• **HOW TO COMPLETE THIS TASK**: Every line with the word "serde" in it should be extracted from the data that follows.

SUPPLIED INFORMATION below:

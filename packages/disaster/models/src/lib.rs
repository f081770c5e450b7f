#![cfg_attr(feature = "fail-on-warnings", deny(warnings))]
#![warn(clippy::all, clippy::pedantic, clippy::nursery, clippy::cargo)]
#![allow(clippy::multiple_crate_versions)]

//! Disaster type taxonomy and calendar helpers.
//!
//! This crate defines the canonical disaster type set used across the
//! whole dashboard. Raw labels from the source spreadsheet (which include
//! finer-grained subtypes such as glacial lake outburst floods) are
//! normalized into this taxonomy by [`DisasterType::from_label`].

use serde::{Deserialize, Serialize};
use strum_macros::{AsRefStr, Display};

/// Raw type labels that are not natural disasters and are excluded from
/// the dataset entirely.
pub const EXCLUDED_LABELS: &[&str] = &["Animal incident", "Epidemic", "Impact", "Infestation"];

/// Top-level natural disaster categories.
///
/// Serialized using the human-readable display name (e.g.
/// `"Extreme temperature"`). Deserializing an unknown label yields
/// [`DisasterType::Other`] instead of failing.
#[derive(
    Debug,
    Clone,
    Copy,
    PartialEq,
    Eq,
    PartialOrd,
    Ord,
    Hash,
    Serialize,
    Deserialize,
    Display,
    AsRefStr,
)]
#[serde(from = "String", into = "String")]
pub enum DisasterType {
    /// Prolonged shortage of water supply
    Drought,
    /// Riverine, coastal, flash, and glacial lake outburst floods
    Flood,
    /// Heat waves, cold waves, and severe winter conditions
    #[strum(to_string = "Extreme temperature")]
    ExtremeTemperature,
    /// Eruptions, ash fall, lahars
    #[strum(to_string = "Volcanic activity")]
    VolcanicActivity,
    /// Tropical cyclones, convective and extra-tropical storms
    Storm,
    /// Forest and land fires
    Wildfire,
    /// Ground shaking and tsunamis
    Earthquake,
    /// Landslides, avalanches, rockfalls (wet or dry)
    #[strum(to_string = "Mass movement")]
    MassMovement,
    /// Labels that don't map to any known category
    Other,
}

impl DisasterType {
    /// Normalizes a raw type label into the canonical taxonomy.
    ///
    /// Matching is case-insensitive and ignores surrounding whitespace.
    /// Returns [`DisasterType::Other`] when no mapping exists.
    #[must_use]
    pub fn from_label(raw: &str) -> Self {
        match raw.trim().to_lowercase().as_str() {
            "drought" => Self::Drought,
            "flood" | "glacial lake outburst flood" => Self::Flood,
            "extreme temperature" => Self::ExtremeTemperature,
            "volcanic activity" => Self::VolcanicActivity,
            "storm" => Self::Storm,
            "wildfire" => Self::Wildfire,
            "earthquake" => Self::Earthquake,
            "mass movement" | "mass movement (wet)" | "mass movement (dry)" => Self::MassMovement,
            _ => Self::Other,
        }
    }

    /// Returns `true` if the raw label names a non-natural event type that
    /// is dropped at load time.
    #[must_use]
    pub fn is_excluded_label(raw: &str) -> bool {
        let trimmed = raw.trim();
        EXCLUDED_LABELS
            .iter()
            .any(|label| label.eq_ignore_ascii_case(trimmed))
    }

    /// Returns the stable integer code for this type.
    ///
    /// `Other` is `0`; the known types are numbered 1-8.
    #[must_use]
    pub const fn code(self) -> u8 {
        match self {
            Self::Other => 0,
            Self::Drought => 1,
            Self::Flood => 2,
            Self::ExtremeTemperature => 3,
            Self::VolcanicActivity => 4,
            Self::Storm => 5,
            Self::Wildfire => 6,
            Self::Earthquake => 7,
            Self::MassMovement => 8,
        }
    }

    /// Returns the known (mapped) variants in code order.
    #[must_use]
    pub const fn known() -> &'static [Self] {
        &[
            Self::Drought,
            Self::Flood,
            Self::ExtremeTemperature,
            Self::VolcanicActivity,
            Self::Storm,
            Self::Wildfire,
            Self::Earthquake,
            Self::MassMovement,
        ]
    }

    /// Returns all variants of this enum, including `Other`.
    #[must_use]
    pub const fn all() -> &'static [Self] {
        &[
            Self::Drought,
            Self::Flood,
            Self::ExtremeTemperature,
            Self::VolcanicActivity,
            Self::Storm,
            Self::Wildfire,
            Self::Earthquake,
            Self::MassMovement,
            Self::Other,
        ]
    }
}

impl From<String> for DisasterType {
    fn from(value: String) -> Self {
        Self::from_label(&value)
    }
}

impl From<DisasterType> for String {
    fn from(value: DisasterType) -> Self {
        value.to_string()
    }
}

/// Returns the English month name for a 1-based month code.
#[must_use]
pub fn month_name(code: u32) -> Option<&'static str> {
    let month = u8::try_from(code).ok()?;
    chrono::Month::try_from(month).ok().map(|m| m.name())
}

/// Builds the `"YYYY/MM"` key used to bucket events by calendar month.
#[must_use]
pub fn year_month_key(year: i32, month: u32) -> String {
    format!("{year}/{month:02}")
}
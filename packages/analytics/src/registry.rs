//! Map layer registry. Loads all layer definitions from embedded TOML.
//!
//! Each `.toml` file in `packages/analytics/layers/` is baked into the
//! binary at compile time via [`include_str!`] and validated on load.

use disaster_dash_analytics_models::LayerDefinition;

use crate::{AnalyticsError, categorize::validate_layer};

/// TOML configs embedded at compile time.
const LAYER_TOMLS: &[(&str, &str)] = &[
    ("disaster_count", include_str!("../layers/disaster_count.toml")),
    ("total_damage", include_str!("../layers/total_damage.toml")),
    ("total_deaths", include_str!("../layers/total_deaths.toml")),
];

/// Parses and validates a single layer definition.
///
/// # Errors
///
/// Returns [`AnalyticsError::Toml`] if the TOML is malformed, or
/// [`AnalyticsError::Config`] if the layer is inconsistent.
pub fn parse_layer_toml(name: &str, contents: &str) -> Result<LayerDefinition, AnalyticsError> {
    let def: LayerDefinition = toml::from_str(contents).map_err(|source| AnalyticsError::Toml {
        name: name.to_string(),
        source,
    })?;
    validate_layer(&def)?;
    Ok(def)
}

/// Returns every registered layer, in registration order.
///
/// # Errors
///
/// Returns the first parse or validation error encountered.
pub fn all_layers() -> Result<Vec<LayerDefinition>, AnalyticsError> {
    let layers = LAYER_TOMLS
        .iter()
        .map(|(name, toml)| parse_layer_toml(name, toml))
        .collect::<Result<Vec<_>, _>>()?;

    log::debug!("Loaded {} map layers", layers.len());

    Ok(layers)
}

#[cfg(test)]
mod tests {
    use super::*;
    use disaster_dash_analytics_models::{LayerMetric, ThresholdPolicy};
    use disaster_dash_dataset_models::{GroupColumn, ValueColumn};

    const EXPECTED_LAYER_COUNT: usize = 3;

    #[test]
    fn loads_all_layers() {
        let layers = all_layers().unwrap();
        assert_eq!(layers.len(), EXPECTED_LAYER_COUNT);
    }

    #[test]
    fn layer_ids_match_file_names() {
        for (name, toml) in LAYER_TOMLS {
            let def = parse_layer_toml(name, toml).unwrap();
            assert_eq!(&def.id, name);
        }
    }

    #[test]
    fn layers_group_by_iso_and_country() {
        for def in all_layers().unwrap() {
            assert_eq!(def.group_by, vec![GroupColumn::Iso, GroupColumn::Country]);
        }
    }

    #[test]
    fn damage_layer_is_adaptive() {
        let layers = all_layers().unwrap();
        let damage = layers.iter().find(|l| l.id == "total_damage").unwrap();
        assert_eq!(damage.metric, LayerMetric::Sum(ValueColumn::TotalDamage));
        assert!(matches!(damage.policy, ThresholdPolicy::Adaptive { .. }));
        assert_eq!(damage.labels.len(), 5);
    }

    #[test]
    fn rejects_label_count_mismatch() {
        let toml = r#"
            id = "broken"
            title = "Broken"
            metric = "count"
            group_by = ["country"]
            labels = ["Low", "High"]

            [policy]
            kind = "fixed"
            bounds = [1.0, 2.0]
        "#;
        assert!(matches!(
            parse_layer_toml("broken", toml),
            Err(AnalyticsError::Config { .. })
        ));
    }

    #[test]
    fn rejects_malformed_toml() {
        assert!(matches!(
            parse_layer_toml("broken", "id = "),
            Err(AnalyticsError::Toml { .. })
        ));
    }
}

End of SUPPLIED INFORMATION.

• **TASK OUTPUT**:
use serde::{Deserialize, Serialize};
#[serde(from = "String", into = "String")]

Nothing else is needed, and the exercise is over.